A sorte do recurso joga-se em torno da resposta que merecer a questão de saber se há falta de citação. Na verdade, só a resposta negativa permitirá concluir, como concluiu a sentença recorrida, que estava já esgotado o prazo para deduzir oposição, uma vez que, em regra, este se conta da data da citação, como resulta da alínea a) do n.º 1 do art. 203.º do CPPT.
A citação do executado é o acto pelo qual lhe é dado conhecimento da instauração da execução (cfr. art. 35.º, n.º 2, do CPPT).
No caso do chamado à execução fiscal na qualidade de responsável subsidiário, a citação destina-se, não só a dar-lhe conhecimento da execução, mas também de que a mesma reverteu contra ele, motivo por que passa a nela ocupar a posição de executado. Por isso, o legislador impôs que a sua citação será pessoal (n.º 3 do art. 191.º do CPPT).
Nos termos do n.º 1 do art. 192.º do CPPT: «As citações pessoais são efectuadas nos termos do Código de Processo Civil, sem prejuízo, no que respeita à citação por transmissão electrónica de dados, do disposto nos n.ºs 4 e 5 do artigo anterior».
Assim, porque no caso não houve citação electrónica, aplicam-se à citação pessoal as regras da citação que constam do art. 190.º do CPPT e do CPC.
Nos termos do CPC, a citação pessoal faz-se, em regra, por carta registada com aviso de recepção, considerando-se que a entrega ao citando dessa carta constitui uma modalidade de citação pessoal [cfr. alínea b) do n.º 2 do art. 233.º do CPC].
Para citação do ora Recorrente foi-lhe enviada carta registada com aviso de recepção, endereçada para a sua residência, em sintonia com o prescrito no art. 236.º (actualmente 228.º), n.º 1, do CPC.
Porque esta carta não foi reclamada, foi emitido mandado pelo órgão da execução fiscal para citação por contacto pessoal. Na verdade, nos termos do disposto no art. 239.º (hoje 231.º), n.ºs 1 e 8 do CPC, frustrando-se a via postal, a citação será efectuada mediante contacto pessoal do funcionário do órgão da execução fiscal com o citando.
O funcionário dirigiu-se à residência da citanda e, não tendo conseguido efectuar a citação, aí deixou nota com indicação de dia e hora certa para a diligência, mediante aviso afixado na porta, como prescrito, à data, no n.º 1 do art. 240.º (actualmente art. 232.º) do CPC. No dia e hora designados, o funcionário compareceu no mesmo local e, não lhe sendo possível efectuar a citação por aí não ter encontrado ninguém nem qualquer outra pessoa que a pudesse receber, deixou afixada na porta a nota de citação, tudo na presença de duas testemunhas, nos termos dos n.º 3 do mesmo art. 240.º (actualmente art. 232.º) do CPC.

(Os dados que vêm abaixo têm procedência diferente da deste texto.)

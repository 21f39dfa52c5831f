//! A single location for all of the errors in the synthesiser

// SPDX-FileCopyrightText: © 2023 Marcus Rowe <undisbeliever@gmail.com>
//
// SPDX-License-Identifier: MIT

use std::fmt::Display;
use std::io;

#[derive(Debug)]
pub enum DeserializeError {
    OpenError(String, io::Error),
    SerdeError(String, serde_json::error::Error),
}

#[derive(Debug)]
pub enum ValueError {
    InvalidName(String),
    UnknownOpcodeName(String),
    UnknownOpcodeCode(u64),
}

/// Structural error in a flat `(delay, opcode, parameter)` command list.
///
/// `command` is 1-based, matching the indexes shown by the patch editor.
#[derive(Debug, Clone, Copy, PartialEq, Eq)]
pub enum PatchError {
    NotCommandTriples(usize),
    DelayOutOfRange { command: usize, value: i32 },
    UnknownOpcode { command: usize, code: i32 },
}

#[derive(Debug)]
pub enum PatchFileError {
    DuplicateName(usize, String),
}

#[derive(Debug)]
pub struct PatchFileErrors(pub Vec<PatchFileError>);

#[derive(Debug, Clone, Copy, PartialEq, Eq)]
pub enum SynthErrorKind {
    InvalidEnvelopeSpeed,
    InvalidNoiseParameter,
    InvalidWave,
    InvalidNoteReached,
    InvalidNote,
    InvalidEnvelopeVolume,
    InvalidTremoloLevel,
    InvalidTremoloRate,
    InvalidSlideNote,
    InvalidSlideSpeed,
    InvalidLoopCount,
    InvalidLoopEndJump,
    LoopEndJumpToNegativeCommand,
    LoopEndJumpBeforeLoopStart,
    NoPreviousLoopStart,
}

/// Synthesis failure, reported against the 1-based index of the failing command.
#[derive(Debug, Clone, Copy, PartialEq, Eq)]
pub struct SynthError {
    pub command: usize,
    pub kind: SynthErrorKind,
}

impl SynthError {
    /// `command_index` is the 0-based index into the command list.
    pub(crate) fn new(command_index: usize, kind: SynthErrorKind) -> Self {
        Self {
            command: command_index + 1,
            kind,
        }
    }
}

impl Display for DeserializeError {
    fn fmt(&self, f: &mut std::fmt::Formatter<'_>) -> std::fmt::Result {
        match self {
            DeserializeError::OpenError(file_name, e) => {
                write!(f, "Unable to open {}: {}", file_name, e)
            }
            DeserializeError::SerdeError(file_name, e) => write!(f, "Error in {}: {}", file_name, e),
        }
    }
}

impl Display for ValueError {
    fn fmt(&self, f: &mut std::fmt::Formatter<'_>) -> std::fmt::Result {
        match self {
            ValueError::InvalidName(s) => write!(f, "invalid name: {}", s),
            ValueError::UnknownOpcodeName(s) => write!(f, "unknown patch command: {}", s),
            ValueError::UnknownOpcodeCode(c) => write!(f, "unknown patch command code: {}", c),
        }
    }
}

impl Display for PatchError {
    fn fmt(&self, f: &mut std::fmt::Formatter<'_>) -> std::fmt::Result {
        match self {
            PatchError::NotCommandTriples(len) => {
                write!(f, "command list length {} is not a multiple of 3", len)
            }
            PatchError::DelayOutOfRange { command, value } => {
                write!(f, "Command {}: delay {} out of range", command, value)
            }
            PatchError::UnknownOpcode { command, code } => {
                write!(f, "Command {}: unknown patch command code {}", command, code)
            }
        }
    }
}

impl Display for PatchFileError {
    fn fmt(&self, f: &mut std::fmt::Formatter<'_>) -> std::fmt::Result {
        match self {
            PatchFileError::DuplicateName(i, name) => {
                write!(f, "Patch {}: duplicate name: {}", i + 1, name)
            }
        }
    }
}

impl Display for PatchFileErrors {
    fn fmt(&self, f: &mut std::fmt::Formatter<'_>) -> std::fmt::Result {
        for (i, e) in self.0.iter().enumerate() {
            if i != 0 {
                writeln!(f)?;
            }
            e.fmt(f)?;
        }
        Ok(())
    }
}

impl Display for SynthErrorKind {
    fn fmt(&self, f: &mut std::fmt::Formatter<'_>) -> std::fmt::Result {
        let s = match self {
            SynthErrorKind::InvalidEnvelopeSpeed => "Invalid envelope speed",
            SynthErrorKind::InvalidNoiseParameter => "Invalid noise parameter",
            SynthErrorKind::InvalidWave => "Invalid wave",
            SynthErrorKind::InvalidNoteReached => "Invalid note reached",
            SynthErrorKind::InvalidNote => "Invalid note",
            SynthErrorKind::InvalidEnvelopeVolume => "Invalid envelope volume",
            SynthErrorKind::InvalidTremoloLevel => "Invalid tremolo level",
            SynthErrorKind::InvalidTremoloRate => "Invalid tremolo rate",
            SynthErrorKind::InvalidSlideNote => "Invalid slide note",
            SynthErrorKind::InvalidSlideSpeed => "Invalid slide speed",
            SynthErrorKind::InvalidLoopCount => "Invalid loop count",
            SynthErrorKind::InvalidLoopEndJump => "Invalid loop end jump",
            SynthErrorKind::LoopEndJumpToNegativeCommand => "Loop end jump to negative command",
            SynthErrorKind::LoopEndJumpBeforeLoopStart => {
                "Loop end jump to before a loop start causes infinite loop"
            }
            SynthErrorKind::NoPreviousLoopStart => "No previous loop start",
        };
        f.write_str(s)
    }
}

impl Display for SynthError {
    fn fmt(&self, f: &mut std::fmt::Formatter<'_>) -> std::fmt::Result {
        write!(f, "Command {}: {}", self.command, self.kind)
    }
}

Ulteriormente, e em obediência ao disposto no art. 241.º (hoje art. 233.º) do CPC, foi remetida para a residência da citanda carta registada, dando conhecimento do modo como tinha sido efectuada a citação e da data em que esta se considera efectuada, bem como do prazo para efectuar o pagamento e deduzir oposição, requerer o pagamento em prestações ou a dação em pagamento e da cominação aplicável na falta de exercício de qualquer desses direitos.
Assim, a citação foi efectuada de acordo com os requisitos e com respeito pelas formalidades, considerando-se citação pessoal, como decorre do n.º 6 do art. 240.º (actualmente 232.º) do CPC.
De tudo isso, bem deu conta a sentença recorrida.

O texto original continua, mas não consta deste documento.